Collected data:
=====

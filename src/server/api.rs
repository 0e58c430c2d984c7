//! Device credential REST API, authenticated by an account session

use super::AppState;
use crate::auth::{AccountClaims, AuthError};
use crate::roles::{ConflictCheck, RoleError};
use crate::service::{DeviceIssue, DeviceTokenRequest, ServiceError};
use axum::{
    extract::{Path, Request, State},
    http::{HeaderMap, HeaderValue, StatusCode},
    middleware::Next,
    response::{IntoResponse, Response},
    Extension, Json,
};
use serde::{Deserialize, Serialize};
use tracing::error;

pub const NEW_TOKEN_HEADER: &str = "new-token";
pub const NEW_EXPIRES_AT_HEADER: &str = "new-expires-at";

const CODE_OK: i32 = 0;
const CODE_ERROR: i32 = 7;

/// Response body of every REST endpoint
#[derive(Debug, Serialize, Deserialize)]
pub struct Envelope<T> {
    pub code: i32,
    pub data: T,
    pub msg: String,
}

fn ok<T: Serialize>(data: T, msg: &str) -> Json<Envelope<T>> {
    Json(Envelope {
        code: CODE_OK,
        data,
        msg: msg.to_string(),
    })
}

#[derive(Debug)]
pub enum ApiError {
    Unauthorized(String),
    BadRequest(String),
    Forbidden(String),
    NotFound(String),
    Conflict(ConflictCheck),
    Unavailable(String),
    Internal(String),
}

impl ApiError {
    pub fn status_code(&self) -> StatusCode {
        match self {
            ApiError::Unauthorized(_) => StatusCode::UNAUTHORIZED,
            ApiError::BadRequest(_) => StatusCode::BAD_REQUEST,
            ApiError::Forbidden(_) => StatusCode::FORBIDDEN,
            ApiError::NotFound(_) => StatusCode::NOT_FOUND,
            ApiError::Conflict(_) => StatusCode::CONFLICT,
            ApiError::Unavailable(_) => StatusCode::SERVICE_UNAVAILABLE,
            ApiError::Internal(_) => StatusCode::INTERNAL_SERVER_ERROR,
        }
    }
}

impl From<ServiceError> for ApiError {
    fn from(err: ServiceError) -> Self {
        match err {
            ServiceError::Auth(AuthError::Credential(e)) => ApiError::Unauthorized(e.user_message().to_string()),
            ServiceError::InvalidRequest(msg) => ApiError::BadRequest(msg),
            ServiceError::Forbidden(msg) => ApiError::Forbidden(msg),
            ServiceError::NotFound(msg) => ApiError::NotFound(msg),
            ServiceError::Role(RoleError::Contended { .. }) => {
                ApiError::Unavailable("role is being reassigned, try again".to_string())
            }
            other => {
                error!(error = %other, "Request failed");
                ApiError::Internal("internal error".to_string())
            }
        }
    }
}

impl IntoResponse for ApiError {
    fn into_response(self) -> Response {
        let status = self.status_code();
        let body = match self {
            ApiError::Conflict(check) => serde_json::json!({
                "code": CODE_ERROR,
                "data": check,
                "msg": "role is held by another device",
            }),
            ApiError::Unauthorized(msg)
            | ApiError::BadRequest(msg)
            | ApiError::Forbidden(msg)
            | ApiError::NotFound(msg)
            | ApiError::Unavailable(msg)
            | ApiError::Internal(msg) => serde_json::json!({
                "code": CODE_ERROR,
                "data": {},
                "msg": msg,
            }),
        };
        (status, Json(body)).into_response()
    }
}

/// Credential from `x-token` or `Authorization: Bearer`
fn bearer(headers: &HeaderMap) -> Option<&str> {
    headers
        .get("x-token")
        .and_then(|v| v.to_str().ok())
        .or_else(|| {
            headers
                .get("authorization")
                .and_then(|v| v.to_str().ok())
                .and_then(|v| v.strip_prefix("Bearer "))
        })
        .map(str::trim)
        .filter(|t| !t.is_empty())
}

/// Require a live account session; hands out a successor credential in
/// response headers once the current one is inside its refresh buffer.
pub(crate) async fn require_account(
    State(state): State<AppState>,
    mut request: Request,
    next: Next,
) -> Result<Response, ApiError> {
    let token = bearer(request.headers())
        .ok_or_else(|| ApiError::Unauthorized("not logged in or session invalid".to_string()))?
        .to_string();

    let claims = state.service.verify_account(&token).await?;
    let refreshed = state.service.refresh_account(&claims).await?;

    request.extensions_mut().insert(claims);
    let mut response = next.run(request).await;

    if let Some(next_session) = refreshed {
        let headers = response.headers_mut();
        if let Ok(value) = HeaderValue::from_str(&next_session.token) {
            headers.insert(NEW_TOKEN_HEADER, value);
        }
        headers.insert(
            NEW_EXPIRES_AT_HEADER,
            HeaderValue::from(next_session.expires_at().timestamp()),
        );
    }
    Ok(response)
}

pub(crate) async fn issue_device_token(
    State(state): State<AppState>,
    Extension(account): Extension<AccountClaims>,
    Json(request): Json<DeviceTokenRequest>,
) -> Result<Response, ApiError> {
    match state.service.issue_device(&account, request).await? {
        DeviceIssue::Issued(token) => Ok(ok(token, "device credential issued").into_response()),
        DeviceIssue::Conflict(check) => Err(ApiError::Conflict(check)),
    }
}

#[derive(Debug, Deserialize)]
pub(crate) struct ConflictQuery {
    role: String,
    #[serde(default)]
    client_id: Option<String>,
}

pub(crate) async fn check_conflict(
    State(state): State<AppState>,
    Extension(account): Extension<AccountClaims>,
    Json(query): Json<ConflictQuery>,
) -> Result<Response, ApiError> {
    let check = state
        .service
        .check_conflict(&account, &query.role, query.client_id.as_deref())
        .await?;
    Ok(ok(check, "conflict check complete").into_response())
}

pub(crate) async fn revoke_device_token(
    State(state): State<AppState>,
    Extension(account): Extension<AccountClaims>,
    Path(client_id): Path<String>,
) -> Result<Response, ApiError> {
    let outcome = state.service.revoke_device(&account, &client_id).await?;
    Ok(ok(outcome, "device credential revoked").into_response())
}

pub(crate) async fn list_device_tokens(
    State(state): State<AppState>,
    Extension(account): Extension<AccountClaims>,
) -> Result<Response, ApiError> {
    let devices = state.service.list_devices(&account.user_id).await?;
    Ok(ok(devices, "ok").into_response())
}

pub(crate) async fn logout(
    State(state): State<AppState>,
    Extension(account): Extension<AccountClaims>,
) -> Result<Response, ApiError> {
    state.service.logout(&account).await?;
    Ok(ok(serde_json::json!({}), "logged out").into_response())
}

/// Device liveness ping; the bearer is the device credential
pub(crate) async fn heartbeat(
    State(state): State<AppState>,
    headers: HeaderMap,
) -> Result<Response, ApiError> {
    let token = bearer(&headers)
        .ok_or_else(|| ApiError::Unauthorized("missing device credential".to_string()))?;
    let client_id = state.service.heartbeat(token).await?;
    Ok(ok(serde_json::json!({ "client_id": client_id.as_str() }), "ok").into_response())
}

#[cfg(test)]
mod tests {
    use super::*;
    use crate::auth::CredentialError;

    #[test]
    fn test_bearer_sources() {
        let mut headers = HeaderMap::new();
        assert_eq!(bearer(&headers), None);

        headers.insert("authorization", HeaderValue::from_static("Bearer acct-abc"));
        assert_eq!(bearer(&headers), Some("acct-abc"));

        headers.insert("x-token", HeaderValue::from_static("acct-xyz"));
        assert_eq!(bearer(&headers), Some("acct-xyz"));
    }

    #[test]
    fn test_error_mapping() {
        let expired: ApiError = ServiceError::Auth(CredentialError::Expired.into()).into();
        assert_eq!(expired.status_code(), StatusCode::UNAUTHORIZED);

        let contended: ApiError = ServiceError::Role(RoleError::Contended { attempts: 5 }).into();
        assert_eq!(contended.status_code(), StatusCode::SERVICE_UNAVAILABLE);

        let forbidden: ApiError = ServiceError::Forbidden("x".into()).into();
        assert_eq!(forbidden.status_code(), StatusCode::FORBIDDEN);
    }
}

=====

**What the exercise asks**: Make sure that every entry above is copied out exactly as it stands.

**Answer for the task**:
filename src/server/api.rs
repository 0e58c430c2d984c7
//! Device credential REST API, authenticated by an account session

use super::AppState;
use crate::auth::{AccountClaims, AuthError};
use crate::roles::{ConflictCheck, RoleError};
use crate::service::{DeviceIssue, DeviceTokenRequest, ServiceError};
use axum::{
    extract::{Path, Request, State},
    http::{HeaderMap, HeaderValue, StatusCode},
    middleware::Next,
    response::{IntoResponse, Response},
    Extension, Json,
};
use serde::{Deserialize, Serialize};
use tracing::error;

pub const NEW_TOKEN_HEADER: &str = "new-token";
pub const NEW_EXPIRES_AT_HEADER: &str = "new-expires-at";

const CODE_OK: i32 = 0;
const CODE_ERROR: i32 = 7;

/// Response body of every REST endpoint
#[derive(Debug, Serialize, Deserialize)]
pub struct Envelope<T> {
    pub code: i32,
    pub data: T,
    pub msg: String,
}

fn ok<T: Serialize>(data: T, msg: &str) -> Json<Envelope<T>> {
    Json(Envelope {
        code: CODE_OK,
        data,
        msg: msg.to_string(),
    })
}

#[derive(Debug)]
pub enum ApiError {
    Unauthorized(String),
    BadRequest(String),
    Forbidden(String),
    NotFound(String),
    Conflict(ConflictCheck),
    Unavailable(String),
    Internal(String),
}

impl ApiError {
    pub fn status_code(&self) -> StatusCode {
        match self {
            ApiError::Unauthorized(_) => StatusCode::UNAUTHORIZED,
            ApiError::BadRequest(_) => StatusCode::BAD_REQUEST,
            ApiError::Forbidden(_) => StatusCode::FORBIDDEN,
            ApiError::NotFound(_) => StatusCode::NOT_FOUND,
            ApiError::Conflict(_) => StatusCode::CONFLICT,
            ApiError::Unavailable(_) => StatusCode::SERVICE_UNAVAILABLE,
            ApiError::Internal(_) => StatusCode::INTERNAL_SERVER_ERROR,
        }
    }
}

impl From<ServiceError> for ApiError {
    fn from(err: ServiceError) -> Self {
        match err {
            ServiceError::Auth(AuthError::Credential(e)) => ApiError::Unauthorized(e.user_message().to_string()),
            ServiceError::InvalidRequest(msg) => ApiError::BadRequest(msg),
            ServiceError::Forbidden(msg) => ApiError::Forbidden(msg),
            ServiceError::NotFound(msg) => ApiError::NotFound(msg),
            ServiceError::Role(RoleError::Contended { .. }) => {
                ApiError::Unavailable("role is being reassigned, try again".to_string())
            }
            other => {
                error!(error = %other, "Request failed");
                ApiError::Internal("internal error".to_string())
            }
        }
    }
}

impl IntoResponse for ApiError {
    fn into_response(self) -> Response {
        let status = self.status_code();
        let body = match self {
            ApiError::Conflict(check) => serde_json::json!({
                "code": CODE_ERROR,
                "data": check,
                "msg": "role is held by another device",
            }),
            ApiError::Unauthorized(msg)
            | ApiError::BadRequest(msg)
            | ApiError::Forbidden(msg)
            | ApiError::NotFound(msg)
            | ApiError::Unavailable(msg)
            | ApiError::Internal(msg) => serde_json::json!({
                "code": CODE_ERROR,
                "data": {},
                "msg": msg,
            }),
        };
        (status, Json(body)).into_response()
    }
}

/// Credential from `x-token` or `Authorization: Bearer`
fn bearer(headers: &HeaderMap) -> Option<&str> {
    headers
        .get("x-token")
        .and_then(|v| v.to_str().ok())
        .or_else(|| {
            headers
                .get("authorization")
                .and_then(|v| v.to_str().ok())
                .and_then(|v| v.strip_prefix("Bearer "))
        })
        .map(str::trim)
        .filter(|t| !t.is_empty())
}

/// Require a live account session; hands out a successor credential in
/// response headers once the current one is inside its refresh buffer.
pub(crate) async fn require_account(
    State(state): State<AppState>,
    mut request: Request,
    next: Next,
) -> Result<Response, ApiError> {
    let token = bearer(request.headers())
        .ok_or_else(|| ApiError::Unauthorized("not logged in or session invalid".to_string()))?
        .to_string();

    let claims = state.service.verify_account(&token).await?;
    let refreshed = state.service.refresh_account(&claims).await?;

    request.extensions_mut().insert(claims);
    let mut response = next.run(request).await;

    if let Some(next_session) = refreshed {
        let headers = response.headers_mut();
        if let Ok(value) = HeaderValue::from_str(&next_session.token) {
            headers.insert(NEW_TOKEN_HEADER, value);
        }
        headers.insert(
            NEW_EXPIRES_AT_HEADER,
            HeaderValue::from(next_session.expires_at().timestamp()),
        );
    }
    Ok(response)
}

pub(crate) async fn issue_device_token(
    State(state): State<AppState>,
    Extension(account): Extension<AccountClaims>,
    Json(request): Json<DeviceTokenRequest>,
) -> Result<Response, ApiError> {
    match state.service.issue_device(&account, request).await? {
        DeviceIssue::Issued(token) => Ok(ok(token, "device credential issued").into_response()),
        DeviceIssue::Conflict(check) => Err(ApiError::Conflict(check)),
    }
}

#[derive(Debug, Deserialize)]
pub(crate) struct ConflictQuery {
    role: String,
    #[serde(default)]
    client_id: Option<String>,
}

pub(crate) async fn check_conflict(
    State(state): State<AppState>,
    Extension(account): Extension<AccountClaims>,
    Json(query): Json<ConflictQuery>,
) -> Result<Response, ApiError> {
    let check = state
        .service
        .check_conflict(&account, &query.role, query.client_id.as_deref())
        .await?;
    Ok(ok(check, "conflict check complete").into_response())
}

pub(crate) async fn revoke_device_token(
    State(state): State<AppState>,
    Extension(account): Extension<AccountClaims>,
    Path(client_id): Path<String>,
) -> Result<Response, ApiError> {
    let outcome = state.service.revoke_device(&account, &client_id).await?;
    Ok(ok(outcome, "device credential revoked").into_response())
}

pub(crate) async fn list_device_tokens(
    State(state): State<AppState>,
    Extension(account): Extension<AccountClaims>,
) -> Result<Response, ApiError> {
    let devices = state.service.list_devices(&account.user_id).await?;
    Ok(ok(devices, "ok").into_response())
}

pub(crate) async fn logout(
    State(state): State<AppState>,
    Extension(account): Extension<AccountClaims>,
) -> Result<Response, ApiError> {
    state.service.logout(&account).await?;
    Ok(ok(serde_json::json!({}), "logged out").into_response())
}

/// Device liveness ping; the bearer is the device credential
pub(crate) async fn heartbeat(
    State(state): State<AppState>,
    headers: HeaderMap,
) -> Result<Response, ApiError> {
    let token = bearer(&headers)
        .ok_or_else(|| ApiError::Unauthorized("missing device credential".to_string()))?;
    let client_id = state.service.heartbeat(token).await?;
    Ok(ok(serde_json::json!({ "client_id": client_id.as_str() }), "ok").into_response())
}

#[cfg(test)]
mod tests {
    use super::*;
    use crate::auth::CredentialError;

    #[test]
    fn test_bearer_sources() {
        let mut headers = HeaderMap::new();
        assert_eq!(bearer(&headers), None);

        headers.insert("authorization", HeaderValue::from_static("Bearer acct-abc"));
        assert_eq!(bearer(&headers), Some("acct-abc"));

        headers.insert("x-token", HeaderValue::from_static("acct-xyz"));
        assert_eq!(bearer(&headers), Some("acct-xyz"));
    }

    #[test]
    fn test_error_mapping() {
        let expired: ApiError = ServiceError::Auth(CredentialError::Expired.into()).into();
        assert_eq!(expired.status_code(), StatusCode::UNAUTHORIZED);

        let contended: ApiError = ServiceError::Role(RoleError::Contended { attempts: 5 }).into();
        assert_eq!(contended.status_code(), StatusCode::SERVICE_UNAVAILABLE);

        let forbidden: ApiError = ServiceError::Forbidden("x".into()).into();
        assert_eq!(forbidden.status_code(), StatusCode::FORBIDDEN);
    }
}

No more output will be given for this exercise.